学校に行くとクラスメイトの好奇の目に晒されることになりました。
特に仲がいい3人組。隆道を入れて四天王と呼ばれている3人です。
眼鏡をかけた頭のいいやつは長瀬智樹。現在は国立大で分子生物学を研究中。
温厚そうな船津育郎。バスケが得意で、現在は会社員。
下品なのは下田雅俊。現在は既に結婚もしていて、子持ちの自動車整備工。
この3人は中学高校と付き合うことになる親友です。
「やっほー、藤堂君!」
「え……?」
声をかけてきたのは藤堂夕美。
心配したんだよ、と声をかけてくる夕美ですが隆道は冷たく対応します。
それでも少し相手をするとベラベラと喋りだした夕美。
「結構、心配したんだよ。一週間以上も学校来なかったし、先生は山で怪我をして入院してるとしか言わなかったし。ほら、あんなことの後だから藤堂君もしかしてジサツとか考えちゃったのかなーとか思って、さすがのわたしもちょっと不安になったりして……でもよかった。ちゃんと学校に戻ってきてくれて。もしかしたらクラスで一番心配してたの私かも知んないよ」
すげぇな、コイツ。
「……心配? それはないだろ」
そう言って背を向ける隆道。
「あ……ちょっと!」
「……」
「ちょっと待ってってば。大事な話、話! ジューヨーカイギ!」
「……何だよ?」
隆道は夕美にラブレターを出して見事にフレれていたのです。
ハイキングの直前にしたという敗れた初恋。
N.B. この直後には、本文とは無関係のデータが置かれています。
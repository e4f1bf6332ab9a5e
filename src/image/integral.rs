//! Summed-area tables for constant-time window statistics.
//!
//! Each table stores `(width + 1) * (height + 1)` prefix sums with a zero
//! first row and column so a window sum needs four lookups and no branches.

use crate::image::ImageView;

/// Prefix sums of values and squared values for one `u8` plane.
#[derive(Clone, Debug)]
pub struct IntegralImage {
    width: usize,
    height: usize,
    sum: Vec<u64>,
    sum_sq: Vec<u64>,
}

impl IntegralImage {
    /// Builds the table from a plane view.
    pub fn from_view(view: ImageView<'_, u8>) -> Self {
        let width = view.width();
        let height = view.height();
        let stride = width + 1;
        let mut sum = vec![0u64; stride * (height + 1)];
        let mut sum_sq = vec![0u64; stride * (height + 1)];

        for y in 0..height {
            let row = match view.row(y) {
                Some(row) => row,
                None => break,
            };
            let mut row_sum = 0u64;
            let mut row_sq = 0u64;
            for (x, &value) in row.iter().enumerate() {
                let v = u64::from(value);
                row_sum += v;
                row_sq += v * v;
                let idx = (y + 1) * stride + (x + 1);
                sum[idx] = sum[idx - stride] + row_sum;
                sum_sq[idx] = sum_sq[idx - stride] + row_sq;
            }
        }

        Self {
            width,
            height,
            sum,
            sum_sq,
        }
    }

    /// Width of the source plane.
    pub fn width(&self) -> usize {
        self.width
    }

    /// Height of the source plane.
    pub fn height(&self) -> usize {
        self.height
    }

    /// Returns `(Σv, Σv²)` over the window with top-left `(x, y)`.
    ///
    /// The caller guarantees the window lies inside the plane.
    #[inline]
    pub fn window(&self, x: usize, y: usize, width: usize, height: usize) -> (u64, u64) {
        let stride = self.width + 1;
        let a = y * stride + x;
        let b = a + width;
        let c = (y + height) * stride + x;
        let d = c + width;
        let s = self.sum[d] + self.sum[a] - self.sum[b] - self.sum[c];
        let q = self.sum_sq[d] + self.sum_sq[a] - self.sum_sq[b] - self.sum_sq[c];
        (s, q)
    }
}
その相手がこの夕美でした。
それなのに自分に明るく声をかけてきた夕美にバカにされた、と怒りを覚え教室を飛び出した隆道。
隆道を追ってきた夕美の手を払うと2枚のチケットがその手から落ちました。それは植物園の無料チケット。
多少の罪悪感を感じながらも隆道はその後、夕美を無視するようになります。
高校卒業のあの日まで。
『あの日』っていつだよ?
っつーか回想シーン長くない!?
しかもまだまだ続きそうな雰囲気満点だし。
とりあえず今日は時間が無いのでこの辺にて……。